We horen gelukkig positieve reacties op dit toch wel ingrijpende gebeuren. Het is niet overbodig om te vragen om uw gebed voor de vele zaken die met deze verandering samenhangen, opdat alles onder Gods goedkeuring en onder Zijn Vaderlijke zorg kan plaatsvinden. Daarnaast zult u begrijpen dat een operatie als deze grote eenmalige kosten met zich meebrengt. Bijna 30 jaar geleden verhuisde het jeugdhuis van het Predikherenkerkhof in Utrecht naar de Donaudreef. Toen zijn we door de kerken via giften e.d. zeer geholpen. En we hopen dat de kerken ons ook nu de helpende hand zullen reiken, opdat we er straks voor vele jaren „weer tegen kunnen".

Knelpunt twee: de ambulante afdeling
Er is een ander probleem en dat betreft de ambulante afdeling. Zoals boven weergegeven verstaan we daaronder de mogelijkheid om met één van de maatschappelijk werkenden van de SGJ een kortere of langere serie gesprekken aan te gaan over een probleem waar je als jongere of als gezin niet meer zelfstandig uitkomt. Tot op heden kon men eenvoudig „Utrecht bellen": 030-2 612 511 of 2 623 653. Met ingang van 1 januari 1998 wordt een nieuwe maatregel van het Ministerie van VWS van kracht: „Regie in de jeugdzorg". Het komt er op neer, dat VWS wil dat voortaan alle jeugdhulpverlening via één centrale toegang in de provincie verloopt. Iedere provincie krijgt een zogenaamd bureau jeugdzorg. Daar wordt uw/jouw probleem geregistreerd, daar worden eerste gesprekken gevoerd, daar wordt een behandelplan opgesteld, daar vindt ook de toewijzing plaats aan de maatschappelijk werkers die het bureau tot zijn beschiking heeft.
Wij zijn daar als landelijk werkende kleine instelling niet blij mee, zoals u kunt begrijpen. Wie garandeert ons dat mensen „uit onze kringen" door een provinciaal bureau naar ons worden doorverwezen? Hoe moeten wij, met een gering aantal medewerkers, een plaats krijgen bij al die regionale bureaus jeugdzorg? Dat kan natuurlijk niet, en het Ministerie van VWS begrijpt dat. Het Ministerie erkent tegelijk dat wij als gereformeerde instelling in de jeugdhulpverlening in Nederland uniek zijn en dat de financiële en materiële steun die wij ontvangen (betaalt iedere diaconie niet een bedrag per lid en dooplid?

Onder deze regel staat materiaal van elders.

/// Find the index of the close matching `chars[open_idx]`, honoring quotes
/// and nested opens.
pub fn find_matching(chars: &[char], open_idx: usize, open: char, close: char) -> Option<usize> {
    debug_assert_eq!(chars.get(open_idx), Some(&open));
    let mut depth = 0usize;
    let mut i = open_idx;
    while i < chars.len() {
        let c = chars[i];
        if c == '\\' {
            i += 2;
            continue;
        }
        if c == '\'' {
            i += 1;
            while i < chars.len() && chars[i] != '\'' {
                i += 1;
            }
            i += 1;
            continue;
        }
        if c == '"' {
            i += 1;
            while i < chars.len() && chars[i] != '"' {
                if chars[i] == '\\' {
                    i += 1;
                }
                i += 1;
            }
            i += 1;
            continue;
        }
        if c == open {
            depth += 1;
        } else if c == close {
            depth -= 1;
            if depth == 0 {
                return Some(i);
            }
        }
        i += 1;
    }
    None
}

fn find_ansic_end(chars: &[char], mut i: usize) -> Option<usize> {
    while i < chars.len() {
        match chars[i] {
            '\\' => i += 2,
            '\'' => return Some(i),
            _ => i += 1,
        }
    }
    None
}

// =============================================================================
// Brace expansion candidates
// =============================================================================

/// `{...}` is a brace expansion when the matching close exists and the body
/// has a top-level comma or a valid `..` range; otherwise it stays literal.
fn try_parse_brace(
    chars: &[char],
    i: usize,
    line: usize,
) -> Result<Option<(Vec<BraceItem>, usize)>, ParseError> {
    let end = match find_matching(chars, i, '{', '}') {
        Some(e) => e,
        None => return Ok(None),
    };
    let inner: String = chars[i + 1..end].iter().collect();
    let items = split_brace_items(&inner);
    if items.len() > 1 {
        let mut out = Vec::with_capacity(items.len());
        for item in items {
            out.push(BraceItem::Word(parse_word(&item, line, false)?));
        }
        return Ok(Some((out, end + 1)));
    }
    if let Some(range) = try_parse_range(&inner) {
        return Ok(Some((vec![range], end + 1)));
    }
    Ok(None)
}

Werken de correspondenten niet hard voor de jaarlijkse actie?) een stevige positie wettigen van ons werk.
Maar hoe dat nu precies moet, daar zijn zowel VWS als de SGJ nog niet uit. Gesprekken met een aantal provinciale bureaus maken ons nog niet erg gerust op hun welwillende medewerking. Inmiddels nadert de datum van 1 januari. We hebben de garantie van VWS gekregen dat we erkend blijven, zolang nog niet helder is hoe alles precies in het vat gegoten moet worden. Ook is duidelijk dat onze vorm van hulpverlening, zolang het een bepaald aantal gesprekken niet te boven gaat, in ieder geval zonder probleem kan blijven. Dat noemt het Ministerie de „vrij toegankelijke jeugdhulp". Blijft u dus gewoon onze medewerkers bellen. Zij kunnen u vertellen hoe de noodzakelijke procedures zijn.

Financiën
Nog even over de financiën van ons werk. U hebt begrepen dat er subsidie door het rijk wordt gegeven. Soms geheel, maar soms ook maar zeer ten dele (het ambulante werk wordt bijv. nauwelijks gesubsidieerd, alhoewel wél erkend). Het betekent dat de contributie die de diaconieën betalen (ƒ 3,50 per lid en per dooplid) en de jaarlijkse opbrengst van de correspondentenactie (jaarlijks meer dan 2 ton!) beslist noodzakelijk zijn om het werk doorgang te laten vinden. Soms bespeuren wij een misverstand: men denkt dan dat door de federatie met De Driehoek de bijdragen ongeveer gehalveerd kunnen worden: er is immers een „kerk" bijgekomen, namelijk de Geref. Kerken (vrijg.)? Men vergeet dan dat met die federatie het werk tevens verdubbeld is: De Driehoek bracht immers, net als de CGVJ, haar huizen en werkers in! Dat was ook wat de overheid wilde. M.a.w. de achterban is groter geworden, maar de jaarlijkse begroting is verdubbeld. Uw steun (geestelijk én financieel) is in onverminderde mate nodig. Daarom: een woord van waardering aan onze diaconieën en onze correspondenten voor hun aanhoudende aandacht. En wij blijven zoeken, o.a. daartoe gestimuleerd door onze eigen generale synode, zoeken naar verbreding van het bestuurlijke en financiële draagvlak van ons werk.

Rijswijk, D. Quant

Dit artikel werd u aangeboden door: De Wekker

Deze tekst is geautomatiseerd gemaakt en kan nog fouten bevatten. Digibron werkt voortdurend aan correctie. Klik voor het origineel door naar de pdf. Voor opmerkingen, vragen, informatie: contact.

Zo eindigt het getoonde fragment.